→ THE TASK
Type out the data below in its entirety, exactly as given.

→ SOURCE MATERIAL
=== Section Start ===

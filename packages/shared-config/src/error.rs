//! Configuration error types

use thiserror::Error;

/// Configuration-related errors
#[derive(Error, Debug)]
pub enum ConfigError {
    /// Missing required environment variable
    #[error("missing required environment variable: {0}")]
    MissingEnvVar(String),

    /// Invalid value for environment variable
    #[error("invalid value for {0}: {1}")]
    InvalidValue(String, String),

    /// Connection URL uses an unsupported scheme or is malformed
    #[error("invalid URL format for {0}: {1}")]
    InvalidUrl(String, String),
}

/// Result type for configuration operations
pub type ConfigResult<T> = Result<T, ConfigError>;
//! Grade mutations

use async_graphql::{Context, InputObject, Object, ResultExt, ID};
use sqlx::PgPool;

use super::{created_message, delete_records, updated_message};
use crate::error::{ApiError, ApiResult};
use crate::graphql::guards::RoleGuard;
use crate::graphql::types::{DeletePayload, GradePayload, SUCCESS};
use crate::graphql::validation::{non_blank, parse_id, required, required_text};
use crate::models::Grade;
use crate::repositories::{GradeChanges, GradeRepository, NewGrade};

/// Grade fields; all six are required on create
#[derive(Debug, Default, InputObject)]
pub struct GradeInput {
    pub grade_name: Option<String>,
    pub grade_basic: Option<String>,
    pub grade_da: Option<String>,
    pub grade_ta: Option<String>,
    pub grade_bonus: Option<f64>,
    pub grade_pf: Option<String>,
}

impl GradeInput {
    fn into_new(self) -> ApiResult<NewGrade> {
        Ok(NewGrade {
            grade_name: required_text("grade_name", self.grade_name)?,
            grade_basic: required_text("grade_basic", self.grade_basic)?,
            grade_da: required_text("grade_da", self.grade_da)?,
            grade_ta: required_text("grade_ta", self.grade_ta)?,
            grade_bonus: required("grade_bonus", self.grade_bonus)?,
            grade_pf: required_text("grade_pf", self.grade_pf)?,
        })
    }

    fn into_changes(self) -> ApiResult<GradeChanges> {
        Ok(GradeChanges {
            grade_name: non_blank("grade_name", self.grade_name)?,
            grade_basic: non_blank("grade_basic", self.grade_basic)?,
            grade_da: non_blank("grade_da", self.grade_da)?,
            grade_ta: non_blank("grade_ta", self.grade_ta)?,
            grade_bonus: self.grade_bonus,
            grade_pf: non_blank("grade_pf", self.grade_pf)?,
        })
    }
}

#[derive(Default)]
pub struct GradeMutation;

#[Object]
impl GradeMutation {
    #[graphql(guard = "RoleGuard::editors()")]
    async fn create_grade(
        &self,
        ctx: &Context<'_>,
        input: GradeInput,
    ) -> async_graphql::Result<GradePayload> {
        let pool = ctx.data::<PgPool>()?;
        create(pool, input).await.extend()
    }

    #[graphql(guard = "RoleGuard::editors()")]
    async fn update_grade(
        &self,
        ctx: &Context<'_>,
        id: ID,
        input: GradeInput,
    ) -> async_graphql::Result<GradePayload> {
        let pool = ctx.data::<PgPool>()?;
        update(pool, &id, input).await.extend()
    }

    #[graphql(guard = "RoleGuard::editors()")]
    async fn delete_grades(
        &self,
        ctx: &Context<'_>,
        ids: Vec<ID>,
    ) -> async_graphql::Result<DeletePayload> {
        delete_records::<Grade>(ctx, &ids).await
    }
}

async fn create(pool: &PgPool, input: GradeInput) -> ApiResult<GradePayload> {
    let grade = GradeRepository::new(pool.clone())
        .create(&input.into_new()?)
        .await?;

    tracing::info!(grade_id = %grade.id, "Grade created");

    Ok(GradePayload {
        status: SUCCESS.to_string(),
        message: created_message("Grade"),
        grade: grade.into(),
    })
}

async fn update(pool: &PgPool, id: &ID, input: GradeInput) -> ApiResult<GradePayload> {
    let id = parse_id("Grade", id)?;
    let grade = GradeRepository::new(pool.clone())
        .update(id, &input.into_changes()?)
        .await?
        .ok_or_else(|| ApiError::not_found("Grade", id.to_string()))?;

    Ok(GradePayload {
        status: SUCCESS.to_string(),
        message: updated_message("Grade"),
        grade: grade.into(),
    })
}

#[cfg(test)]
mod tests {
    use super::*;

    fn full_input() -> GradeInput {
        GradeInput {
            grade_name: Some("G4".into()),
            grade_basic: Some("42000".into()),
            grade_da: Some("10%".into()),
            grade_ta: Some("3000".into()),
            grade_bonus: Some(1500.0),
            grade_pf: Some("12%".into()),
        }
    }

    #[test]
    fn test_create_requires_every_field() {
        let input = GradeInput {
            grade_bonus: None,
            ..full_input()
        };
        let err = input.into_new().unwrap_err();
        assert_eq!(err.to_string(), "missing required field: grade_bonus");
    }

    #[test]
    fn test_update_rejects_blank_text() {
        let input = GradeInput {
            grade_pf: Some(" ".into()),
            ..GradeInput::default()
        };
        assert_eq!(input.into_changes().unwrap_err().error_code(), "EMPTY_FIELD");
    }

    #[test]
    fn test_update_keeps_unset_fields() {
        let changes = GradeInput {
            grade_name: Some("G5".into()),
            ..GradeInput::default()
        }
        .into_changes()
        .unwrap();
        assert_eq!(changes.grade_name.as_deref(), Some("G5"));
        assert!(changes.grade_basic.is_none());
        assert!(changes.grade_bonus.is_none());
    }
}
//! Services for Workforce
//!
//! - Authentication: login and access token verification
//! - Health checks

pub mod auth;
pub mod health;

pub use auth::{AccessToken, AuthConfig, AuthService};
pub use health::HealthService;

=== Section End ===

→ WRITTEN RESPONSE
filename packages/shared-config/src/error.rs
//! Configuration error types

use thiserror::Error;

/// Configuration-related errors
#[derive(Error, Debug)]
pub enum ConfigError {
    /// Missing required environment variable
    #[error("missing required environment variable: {0}")]
    MissingEnvVar(String),

    /// Invalid value for environment variable
    #[error("invalid value for {0}: {1}")]
    InvalidValue(String, String),

    /// Connection URL uses an unsupported scheme or is malformed
    #[error("invalid URL format for {0}: {1}")]
    InvalidUrl(String, String),
}

/// Result type for configuration operations
pub type ConfigResult<T> = Result<T, ConfigError>;
//! Grade mutations

use async_graphql::{Context, InputObject, Object, ResultExt, ID};
use sqlx::PgPool;

use super::{created_message, delete_records, updated_message};
use crate::error::{ApiError, ApiResult};
use crate::graphql::guards::RoleGuard;
use crate::graphql::types::{DeletePayload, GradePayload, SUCCESS};
use crate::graphql::validation::{non_blank, parse_id, required, required_text};
use crate::models::Grade;
use crate::repositories::{GradeChanges, GradeRepository, NewGrade};

/// Grade fields; all six are required on create
#[derive(Debug, Default, InputObject)]
pub struct GradeInput {
    pub grade_name: Option<String>,
    pub grade_basic: Option<String>,
    pub grade_da: Option<String>,
    pub grade_ta: Option<String>,
    pub grade_bonus: Option<f64>,
    pub grade_pf: Option<String>,
}

impl GradeInput {
    fn into_new(self) -> ApiResult<NewGrade> {
        Ok(NewGrade {
            grade_name: required_text("grade_name", self.grade_name)?,
            grade_basic: required_text("grade_basic", self.grade_basic)?,
            grade_da: required_text("grade_da", self.grade_da)?,
            grade_ta: required_text("grade_ta", self.grade_ta)?,
            grade_bonus: required("grade_bonus", self.grade_bonus)?,
            grade_pf: required_text("grade_pf", self.grade_pf)?,
        })
    }

    fn into_changes(self) -> ApiResult<GradeChanges> {
        Ok(GradeChanges {
            grade_name: non_blank("grade_name", self.grade_name)?,
            grade_basic: non_blank("grade_basic", self.grade_basic)?,
            grade_da: non_blank("grade_da", self.grade_da)?,
            grade_ta: non_blank("grade_ta", self.grade_ta)?,
            grade_bonus: self.grade_bonus,
            grade_pf: non_blank("grade_pf", self.grade_pf)?,
        })
    }
}

#[derive(Default)]
pub struct GradeMutation;

#[Object]
impl GradeMutation {
    #[graphql(guard = "RoleGuard::editors()")]
    async fn create_grade(
        &self,
        ctx: &Context<'_>,
        input: GradeInput,
    ) -> async_graphql::Result<GradePayload> {
        let pool = ctx.data::<PgPool>()?;
        create(pool, input).await.extend()
    }

    #[graphql(guard = "RoleGuard::editors()")]
    async fn update_grade(
        &self,
        ctx: &Context<'_>,
        id: ID,
        input: GradeInput,
    ) -> async_graphql::Result<GradePayload> {
        let pool = ctx.data::<PgPool>()?;
        update(pool, &id, input).await.extend()
    }

    #[graphql(guard = "RoleGuard::editors()")]
    async fn delete_grades(
        &self,
        ctx: &Context<'_>,
        ids: Vec<ID>,
    ) -> async_graphql::Result<DeletePayload> {
        delete_records::<Grade>(ctx, &ids).await
    }
}

async fn create(pool: &PgPool, input: GradeInput) -> ApiResult<GradePayload> {
    let grade = GradeRepository::new(pool.clone())
        .create(&input.into_new()?)
        .await?;

    tracing::info!(grade_id = %grade.id, "Grade created");

    Ok(GradePayload {
        status: SUCCESS.to_string(),
        message: created_message("Grade"),
        grade: grade.into(),
    })
}

async fn update(pool: &PgPool, id: &ID, input: GradeInput) -> ApiResult<GradePayload> {
    let id = parse_id("Grade", id)?;
    let grade = GradeRepository::new(pool.clone())
        .update(id, &input.into_changes()?)
        .await?
        .ok_or_else(|| ApiError::not_found("Grade", id.to_string()))?;

    Ok(GradePayload {
        status: SUCCESS.to_string(),
        message: updated_message("Grade"),
        grade: grade.into(),
    })
}

#[cfg(test)]
mod tests {
    use super::*;

    fn full_input() -> GradeInput {
        GradeInput {
            grade_name: Some("G4".into()),
            grade_basic: Some("42000".into()),
            grade_da: Some("10%".into()),
            grade_ta: Some("3000".into()),
            grade_bonus: Some(1500.0),
            grade_pf: Some("12%".into()),
        }
    }

    #[test]
    fn test_create_requires_every_field() {
        let input = GradeInput {
            grade_bonus: None,
            ..full_input()
        };
        let err = input.into_new().unwrap_err();
        assert_eq!(err.to_string(), "missing required field: grade_bonus");
    }

    #[test]
    fn test_update_rejects_blank_text() {
        let input = GradeInput {
            grade_pf: Some(" ".into()),
            ..GradeInput::default()
        };
        assert_eq!(input.into_changes().unwrap_err().error_code(), "EMPTY_FIELD");
    }

    #[test]
    fn test_update_keeps_unset_fields() {
        let changes = GradeInput {
            grade_name: Some("G5".into()),
            ..GradeInput::default()
        }
        .into_changes()
        .unwrap();
        assert_eq!(changes.grade_name.as_deref(), Some("G5"));
        assert!(changes.grade_basic.is_none());
        assert!(changes.grade_bonus.is_none());
    }
}
//! Services for Workforce
//!
//! - Authentication: login and access token verification
//! - Health checks

pub mod auth;
pub mod health;

pub use auth::{AccessToken, AuthConfig, AuthService};
pub use health::HealthService;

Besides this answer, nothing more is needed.